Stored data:

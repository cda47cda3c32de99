use crate::utils::{Result, SheetTranslatorError};
use crate::workbook::{CellValue, FileKind, OtherValue, Sheet, Workbook};
use rust_xlsxwriter::{Format, Workbook as XlsxWorkbook, Worksheet};
use std::path::Path;

pub fn save_path(workbook: &Workbook, path: &Path) -> Result<u64> {
    let kind = FileKind::from_path(path)?.output_kind();
    let bytes = to_bytes(workbook, kind)?;

    if let Some(parent) = path.parent().filter(|p| !p.as_os_str().is_empty()) {
        std::fs::create_dir_all(parent)?;
    }
    std::fs::write(path, &bytes)?;

    verify_saved(path)
}

/// Confirms the output exists and is non-empty.
pub fn verify_saved(path: &Path) -> Result<u64> {
    let metadata = std::fs::metadata(path).map_err(|_| {
        SheetTranslatorError::FileSaveFailure(format!("{} does not exist", path.display()))
    })?;

    if metadata.len() == 0 {
        return Err(SheetTranslatorError::FileSaveFailure(format!(
            "{} is empty",
            path.display()
        )));
    }

    Ok(metadata.len())
}

pub fn to_bytes(workbook: &Workbook, kind: FileKind) -> Result<Vec<u8>> {
    match kind.output_kind() {
        FileKind::Csv => write_csv(workbook),
        _ => write_xlsx(workbook),
    }
}

fn write_xlsx(workbook: &Workbook) -> Result<Vec<u8>> {
    let mut book = XlsxWorkbook::new();
    // Wrapped so "original\ntranslation" shows on two lines.
    let wrap = Format::new().set_text_wrap();
    let date = Format::new().set_num_format("yyyy-mm-dd hh:mm:ss");

    for sheet in workbook.sheets() {
        let worksheet = book.add_worksheet();
        worksheet.set_name(sheet.name())?;
        write_sheet_cells(sheet, worksheet, &wrap, &date)?;
    }

    Ok(book.save_to_buffer()?)
}

fn write_sheet_cells(
    sheet: &Sheet,
    worksheet: &mut Worksheet,
    wrap: &Format,
    date: &Format,
) -> Result<()> {
    for (row, col, value) in sheet.used_cells() {
        let col = u16::try_from(col).map_err(|_| {
            SheetTranslatorError::WorkbookError(format!(
                "column {} out of range in sheet '{}'",
                col,
                sheet.name()
            ))
        })?;

        match value {
            CellValue::Empty => {}
            CellValue::Text(s) if s.contains('\n') => {
                worksheet.write_string_with_format(row, col, s.as_str(), wrap)?;
            }
            CellValue::Text(s) => {
                worksheet.write_string(row, col, s.as_str())?;
            }
            CellValue::Other(OtherValue::Number(n)) => {
                worksheet.write_number(row, col, *n)?;
            }
            CellValue::Other(OtherValue::Bool(b)) => {
                worksheet.write_boolean(row, col, *b)?;
            }
            CellValue::Other(OtherValue::DateTime(serial)) => {
                worksheet.write_number_with_format(row, col, *serial, date)?;
            }
            CellValue::Other(OtherValue::Literal(s)) | CellValue::Other(OtherValue::Error(s)) => {
                worksheet.write_string(row, col, s.as_str())?;
            }
        }
    }

    Ok(())
}

fn write_csv(workbook: &Workbook) -> Result<Vec<u8>> {
    let sheet = match workbook.sheets() {
        [] => return Ok(Vec::new()),
        [sheet] => sheet,
        sheets => {
            return Err(SheetTranslatorError::ValidationError(format!(
                "CSV output holds one sheet, workbook has {}",
                sheets.len()
            )))
        }
    };

    let (rows, cols) = sheet.dimensions();
    let mut writer = csv::WriterBuilder::new()
        .flexible(true)
        .from_writer(Vec::new());

    for row in 0..rows {
        let record: Vec<String> = (0..cols)
            .map(|col| sheet.cell(row, col).map(CellValue::display).unwrap_or_default())
            .collect();
        writer.write_record(&record)?;
    }

    writer
        .into_inner()
        .map_err(|e| SheetTranslatorError::IoError(e.into_error()))
}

Task to complete = What you give back must be the stretch above, starting at the line with "let wrap = Format::new().set_text_wrap();" and ending at the line with "worksheet.set_name(sheet.name())?;", copied exactly.

The answer =
    let wrap = Format::new().set_text_wrap();
    let date = Format::new().set_num_format("yyyy-mm-dd hh:mm:ss");

    for sheet in workbook.sheets() {
        let worksheet = book.add_worksheet();
        worksheet.set_name(sheet.name())?;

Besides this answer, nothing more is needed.